When the time shown by a clock is 4:20, what is the angle between the minute hand and the hour hand?

Introduction / Context:
This question again deals with finding the angle between the hour hand and the minute hand at a specific time, here 4:20. These problems test your ability to convert time into angular positions and then calculate their difference. By practising such questions at different times, you strengthen your understanding of how both hands move continuously.

Given Data / Assumptions:

• Time is 4:20.
• The minute hand moves 360 degrees in 60 minutes, that is, 6 degrees per minute.
• The hour hand moves 360 degrees in 12 hours, that is, 0.5 degrees per minute.
• Angles are measured from the 12 o clock position.

Concept / Approach:
We calculate the position of the minute hand by multiplying the number of minutes by 6 degrees. To find the position of the hour hand, we start with the base angle for the hour and add the extra motion caused by the minutes past the hour. Then we take the absolute difference between the two angles to obtain the angle between the hands.
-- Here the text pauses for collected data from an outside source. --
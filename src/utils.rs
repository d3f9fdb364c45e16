//! Small helpers shared across the engine.

use std::time::Duration;

/// Monotonic, wall-clock-free timestamp in milliseconds, as required for all
/// `HOLD_TTL`/`INITIAL_WINDOW` comparisons (§9 "Time"). Callers pass the
/// resulting value down explicitly (see `Keystroke::at_millis`,
/// `HostEvent::at_millis`) rather than having deeper components read the
/// clock themselves, which is what keeps the Correlator's decision
/// functions pure and trivially testable.
pub fn monotonic_millis() -> u64 {
    // SAFETY: `clock_gettime` with `CLOCK_MONOTONIC` only writes into `ts`
    // and never fails for this clock id on a supported target.
    let ts = unsafe {
        let mut ts: libc::timespec = std::mem::zeroed();
        libc::clock_gettime(libc::CLOCK_MONOTONIC, &mut ts);
        ts
    };
    Duration::new(ts.tv_sec as u64, ts.tv_nsec as u32).as_millis() as u64
}

/// Crate version string, as reported by the `VersionRequest` control command.
pub fn version() -> String {
    env!("CARGO_PKG_VERSION").to_owned()
}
If needed, we can use the general formula |30H - 5.5M| for quick computation.

Step-by-Step Solution:
Step 1: Find the angle of the minute hand at 4:20. It is at 20 minutes, so its angle from 12 o clock is 20 * 6 = 120 degrees. Step 2: Find the angle of the hour hand. At 4:00, the hour hand is at 4 * 30 = 120 degrees. Step 3: From 4:00 to 4:20, the hour hand moves further at 0.5 degrees per minute. In 20 minutes it moves 20 * 0.5 = 10 degrees. Step 4: Thus, at 4:20 the hour hand angle is 120 + 10 = 130 degrees. Step 5: The angle between the hands is the absolute difference: difference = |130 - 120| = 10 degrees. Step 6: Since 10 degrees is less than 180 degrees, this is the required angle.

Verification / Alternative check:
Use the general formula angle = |30H - 5.5M| with H = 4 and M = 20. Compute: |30 * 4 - 5.5 * 20| = |120 - 110| = 10 degrees. This matches the detailed angle calculations, confirming the result.

Why Other Options Are Wrong:
0 degrees: This would correspond to the hands coinciding, which does not happen at 4:20.

30 degrees: This is a common angle at some times but not at 4:20 based on the actual positions.

60 degrees: Much larger than the actual separation; might come from a rough guess rather than calculation.

20 degrees: Close but still double the correct value, often arising from mixing up angles or misusing the formula.

Common Pitfalls:
One common error is to forget the additional movement of the hour hand during the 20 minutes and assume it is still at 120 degrees. Another pitfall is incorrectly substituting into the formula, for example using minutes only and ignoring the hour. Always compute each hand position carefully and then take the absolute difference.

Final Answer:
At 4:20, the angle between the hands is 10 degrees.